The Policy provides guidance in relation to FATA and also sets out additional transactions, not covered by FATA, which require prior approval.
The Foreign Investment Review Board (FIRB) has released its policy for 2013, which contains three important substantive changes.
The first change is to clarify the definition of “foreign government investor”. The analogous definition in the old policy provided that it included (among other things) any entity where foreign governments, their agencies and their related entities held an interest of more than 15%, leaving open the question of whether foreign government related entities from different countries would be aggregated together to reach the 15% threshold. (Our experience was that FIRB generally did aggregate.) The new Policy clarifies that a foreign government investor includes an entity where:
- foreign governments, their agencies and related entities from a single country hold a 15% or more interest; or
- foreign governments, their agencies and related entities from multiple countries hold a 40% or more interest.
This is a sensible change that brings the calculation more in line with other concepts in FATA. It is important to note that foreign government investors from different US states would still be aggregated together under this definition.

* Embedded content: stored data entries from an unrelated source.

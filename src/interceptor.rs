use std::fmt;

use tonic::metadata::{Ascii, MetadataKey, MetadataValue};
use tonic::service::Interceptor;
use uuid::Uuid;

use crate::Result;
use crate::config::InterceptorConfig;

/// Correlation id attached to every call and to the log records it emits.
#[derive(Debug, Clone, PartialEq, Eq, Hash)]
pub struct RequestId(String);

impl RequestId {
    pub fn new() -> Self {
        Self(Uuid::new_v4().to_string())
    }

    /// Accepts an id received from the caller; empty values are ignored.
    pub(crate) fn from_value(value: &str) -> Option<Self> {
        (!value.is_empty()).then(|| Self(value.to_string()))
    }

    pub fn as_str(&self) -> &str {
        &self.0
    }
}

impl Default for RequestId {
    fn default() -> Self {
        Self::new()
    }
}

impl fmt::Display for RequestId {
    fn fmt(&self, f: &mut fmt::Formatter<'_>) -> fmt::Result {
        f.write_str(&self.0)
    }
}

impl From<RequestId> for String {
    fn from(id: RequestId) -> Self {
        id.0
    }
}

/// Ensures every request carries a request id, both in its metadata and as
/// a [`RequestId`] extension for handlers.
///
/// A valid id sent by the caller is kept; otherwise a fresh one is minted.
/// Works on the server (`with_interceptor`) as well as on client channels,
/// where it propagates the id to the remote side.
#[derive(Clone)]
pub struct RequestIdInterceptor {
    key: MetadataKey<Ascii>,
}

impl RequestIdInterceptor {
    pub fn new(config: &InterceptorConfig) -> Result<Self> {
        let key = MetadataKey::from_bytes(config.request_id_header.as_bytes())?;
        Ok(Self { key })
    }
}

impl Default for RequestIdInterceptor {
    fn default() -> Self {
        Self {
            key: MetadataKey::from_static(crate::config::DEFAULT_REQUEST_ID_HEADER),
        }
    }
}

impl Interceptor for RequestIdInterceptor {
    fn call(
        &mut self,
        mut req: tonic::Request<()>,
    ) -> tonic::Result<tonic::Request<()>> {
        let existing = req
            .metadata()
            .get(&self.key)
            .and_then(|v| v.to_str().ok())
            .and_then(RequestId::from_value);

        let id = match existing {
            Some(id) => id,
            None => {
                let id = RequestId::new();
                // A UUID is always valid ASCII
                if let Ok(value) = MetadataValue::try_from(id.as_str()) {
                    req.metadata_mut().insert(self.key.clone(), value);
                }
                id
            }
        };
        req.extensions_mut().insert(id);
        Ok(req)
    }
}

The second is to clarify the Policy in relation to the enforcement of security by state-owned banks. Previously, the Policy provided that a state-owned bank needed prior approval to “enforce” a security interest, and it was unclear how this could work in practice or why it was necessary given enforcement rarely leads to ownership of or control over assets. The new Policy clarifies that a foreign government investor that is regulated by APRA as an “Authorised Deposit Taking Institution” does not require approval to:
- take security over an asset as part of an ordinary course money lending agreement;
- enforce the security and sell the asset; or
- enforce the security and control the asset, where the bank retains control of the asset for less than 12 months.
The third substantive change relates to the requirement for government related investors to obtain approval to commence a new business in Australia. While this has been a feature of the Policy for some time, the new Policy now contains a definition of “new business” which clarifies that it is:
- starting business in Australia for the first time; or
- if already operating a business in Australia, commencing a new primary activity that is not incidental to an existing primary activity and that falls within a different division under the “Australian and New Zealand Standard Industrial Classification” as published by the Australian Bureau of Statistics.